Accordingly, in this second episode of our eight-part pilot series of videoed conversations, Through the Looking Glass — directed at finding a new, post-coupgh mode and locus of public discussion, perchance to build a bridge between the resistance-driven alternative media and the bombed-out foundations of the onetime Fourth Estate — Gerry O’Neill, myself and our doughty film crew return to one of the locations of the 2024 Tuatha de Danann Festival, the aforementioned Fisherman’s Thatched Inn, a 300 year-old pub in Fisherstown, Co Laois. The Fisherman’s, one of the oldest pubs in Ireland — more than three centuries in business — is actually three pubs in one. The proprietor, Seán Ward, told me that he recently had an American crew here to film scenes for a horror movie for which they needed to find three traditional Irish pubs, but went away in a few hours having completed all their scenes in The Fisherman’s.

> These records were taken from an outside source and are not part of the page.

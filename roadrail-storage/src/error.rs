//! Error types for the storage layer.

use thiserror::Error;

/// Result type for storage operations.
pub type StorageResult<T> = Result<T, StorageError>;

/// Errors that can occur in storage operations.
#[derive(Debug, Error)]
pub enum StorageError {
    /// Database error from DuckDB.
    #[error("database error: {0}")]
    Database(#[from] duckdb::Error),

    /// Serialization/deserialization error.
    #[error("serialization error: {0}")]
    Serialization(#[from] serde_json::Error),

    /// Entity not found.
    #[error("entity not found: {0}")]
    NotFound(String),

    /// IO error (file system).
    #[error("IO error: {0}")]
    Io(#[from] std::io::Error),

    /// A row could not be turned back into a model value.
    #[error("invalid data: {0}")]
    InvalidData(String),

    /// Another `code` already exists in the container.
    #[error("duplicate code {code:?} in container {container}")]
    DuplicateCode { container: String, code: String },

    /// The connection mutex was poisoned by a panicking writer.
    #[error("storage lock poisoned")]
    LockPoisoned,
}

In this second episode of Through the Looking Glass, we discuss the recent ‘storm’ by the name of ‘Éowyn’, which hit landfall in Ireland in the early hours of Friday, January 24th, 2025, after five days of dire warnings and conspicuously five minutes late in arriving, bringing selective depredation to, in particular, the western part of the country. We also discuss, possibly by way of a rehearsal for a more in-depth discussion of this topic in a later programme, the role of the public house in democratic discourse, and how these ‘palaces of blasphemy and broken glass’ (Samuel Beckett in, I seem to recall, More Pricks Than Kicks) served in modern times to knock the corners off propaganda and political gaslighting, which is why they were among the first places to be closed down in the middle of March 2020. We also discuss the recent very interesting suggestion by a leading Irish economist, journalist and motherWEFfer that it may be time to ‘limit immigration’. And, towards the end, we touch on the recent high-handed and philistinist abolition of Dublin’s 46A autobus, and its implications within the continuing war against Ireland and its culture and — yes — nature and value.